EXERCISE INSTRUCTIONS =>
Exact copies of the lines from the line containing "the interactive form" through the last line of the entries below are the whole answer.

[DATA TO PROCESS]

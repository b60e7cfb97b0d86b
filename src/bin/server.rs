//! HTTP server for the pipeline builder: JSON endpoint plus the interactive form

use anyhow::{Context, Result};
use pipeline_builder::config::Settings;
use pipeline_builder::gateway::{serve, AppState};
use pipeline_builder::telemetry::init_tracing;
use std::sync::Arc;
use tokio::net::TcpListener;
use tracing::info;

#[tokio::main]
async fn main() -> Result<()> {
    let settings = Settings::from_env().context("failed to load settings")?;
    init_tracing(settings.log_filter());

    info!(
        "Starting pipeline builder ({} environment, model {}, default target {})",
        settings.app_env, settings.openai_model, settings.default_target
    );

    let state = AppState::from_settings(&settings).context("failed to initialize gateway")?;

    let listener = TcpListener::bind(&settings.bind_addr)
        .await
        .with_context(|| format!("failed to bind {}", settings.bind_addr))?;
    info!("Form available at http://{}/", settings.bind_addr);

    serve(listener, Arc::new(state)).await?;
    Ok(())
}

[/DATA TO PROCESS]

SOLUTION BELOW =>
//! HTTP server for the pipeline builder: JSON endpoint plus the interactive form

use anyhow::{Context, Result};
use pipeline_builder::config::Settings;
use pipeline_builder::gateway::{serve, AppState};
use pipeline_builder::telemetry::init_tracing;
use std::sync::Arc;
use tokio::net::TcpListener;
use tracing::info;

#[tokio::main]
async fn main() -> Result<()> {
    let settings = Settings::from_env().context("failed to load settings")?;
    init_tracing(settings.log_filter());

    info!(
        "Starting pipeline builder ({} environment, model {}, default target {})",
        settings.app_env, settings.openai_model, settings.default_target
    );

    let state = AppState::from_settings(&settings).context("failed to initialize gateway")?;

    let listener = TcpListener::bind(&settings.bind_addr)
        .await
        .with_context(|| format!("failed to bind {}", settings.bind_addr))?;
    info!("Form available at http://{}/", settings.bind_addr);

    serve(listener, Arc::new(state)).await?;
    Ok(())
}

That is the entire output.